The symptoms of infantile hypophosphatasia vary depending on the age of the child. In infants, the most common symptoms include:

-Delayed motor development
-Failure to thrive
-Softening of the bones (rickets)
-Frequent fractures
-Seizures
-Lethargy
-Respiratory problems
-Feeding difficulties
-Delayed tooth eruption
-Enlarged liver and spleen
-Calcium deposits in the soft tissues
-Abnormal calcium and phosphorus levels in the blood

The exact cause of infantile hypophosphatasia is unknown. It is believed to be caused by mutations in the gene that codes for the enzyme alkaline phosphatase (ALP). Mutations in this gene can lead to a decrease in the activity of ALP, which is responsible for breaking down certain proteins and minerals in the body. This can lead to a buildup of these proteins and minerals, resulting in the symptoms of infantile hypophosphatasia.
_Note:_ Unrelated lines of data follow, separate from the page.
//! Signalling for platforms without a graceful stop signal.

use std::io;

use sysinfo::{Pid, ProcessesToUpdate, System};

use super::ProcessSignals;

/// Terminates processes outright for both the graceful and forced request.
///
/// Windows has no `SIGTERM` equivalent that a console-less child will honour,
/// so the graceful request is a kill as well.
pub struct KillOnlySignals;

impl ProcessSignals for KillOnlySignals {
    fn request_stop(&self, pid: u32) -> io::Result<()> {
        kill(pid)
    }

    fn force_stop(&self, pid: u32) -> io::Result<()> {
        kill(pid)
    }

    fn is_running(&self, pid: u32) -> bool {
        super::is_listed(pid)
    }
}

fn kill(pid: u32) -> io::Result<()> {
    let pid = Pid::from_u32(pid);
    let mut system = System::new();
    system.refresh_processes(ProcessesToUpdate::Some(&[pid]), true);
    match system.process(pid) {
        Some(process) if process.kill() => Ok(()),
        Some(_) => Err(io::Error::other(format!("failed to kill pid {pid}"))),
        None => Err(io::Error::new(
            io::ErrorKind::NotFound,
            format!("no process with pid {pid}"),
        )),
    }
}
The primary treatment for infantile hypophosphatasia is the use of enzyme replacement therapy (ERT). ERT involves the intravenous administration of recombinant human tissue-nonspecific alkaline phosphatase (rhTNSALP) to replace the missing enzyme. This treatment has been shown to improve bone mineralization, reduce skeletal deformities, and improve overall health in some patients. Other treatments may include physical therapy, calcium and vitamin D supplementation, and bisphosphonate therapy.
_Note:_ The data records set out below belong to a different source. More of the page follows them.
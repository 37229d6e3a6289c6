//! Per-item findings reported alongside generated output.

use std::fmt;

use serde::Serialize;

/// Category of a non-fatal finding.
#[derive(Debug, Clone, Copy, PartialEq, Eq, Hash, Serialize)]
pub enum DiagnosticKind {
    /// A parameter, return, or nested type argument could not be mapped.
    UnsupportedType,
    /// A method's return type is not a recognized RPC shape.
    ShapeViolation,
    /// A marker attribute was applied to a generic interface.
    GenericMisuse,
    /// Two methods of one interface share a generated local name.
    NameCollision,
}

impl DiagnosticKind {
    /// Stable identifier for tooling.
    pub fn code(self) -> &'static str {
        match self {
            Self::UnsupportedType => "HG001",
            Self::ShapeViolation => "HG002",
            Self::GenericMisuse => "HG003",
            Self::NameCollision => "HG004",
        }
    }
}

/// A localized, non-fatal finding.
///
/// The member it names is omitted from output; the rest of the run is
/// unaffected. A [`DiagnosticKind::GenericMisuse`] finding has no method and
/// drops the whole interface.
#[derive(Debug, Clone, PartialEq, Eq, Serialize)]
pub struct Diagnostic {
    pub kind: DiagnosticKind,
    /// Qualified name of the interface the finding belongs to.
    pub interface: String,
    pub method: Option<String>,
    pub parameter: Option<String>,
    pub message: String,
}

impl Diagnostic {
    pub fn new(kind: DiagnosticKind, interface: impl Into<String>, message: impl Into<String>) -> Self {
        Self {
            kind,
            interface: interface.into(),
            method: None,
            parameter: None,
            message: message.into(),
        }
    }

    pub fn with_method(mut self, method: impl Into<String>) -> Self {
        self.method = Some(method.into());
        self
    }

    pub fn with_parameter(mut self, parameter: impl Into<String>) -> Self {
        self.parameter = Some(parameter.into());
        self
    }
}

impl fmt::Display for Diagnostic {
    fn fmt(&self, f: &mut fmt::Formatter<'_>) -> fmt::Result {
        write!(f, "{} {}", self.kind.code(), self.interface)?;
        if let Some(method) = &self.method {
            write!(f, ".{}", method)?;
        }
        if let Some(parameter) = &self.parameter {
            write!(f, "({})", parameter)?;
        }
        write!(f, ": {}", self.message)
    }
}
1. Genetic mutation in the ALPL gene
2. Family history of the disorder
3. Low levels of alkaline phosphatase in the blood
4. Low levels of phosphorus in the blood
5. Low levels of calcium in the blood
6. Delayed motor development
7. Poor feeding
8. Respiratory problems
9. Seizures
10. Bone fractures

There is no cure for infantile hypophosphatasia, but there are medications that can help manage the symptoms. These medications include enzyme replacement therapy, bisphosphonates, and calcitriol. Your doctor can help you decide which medication is best for your child.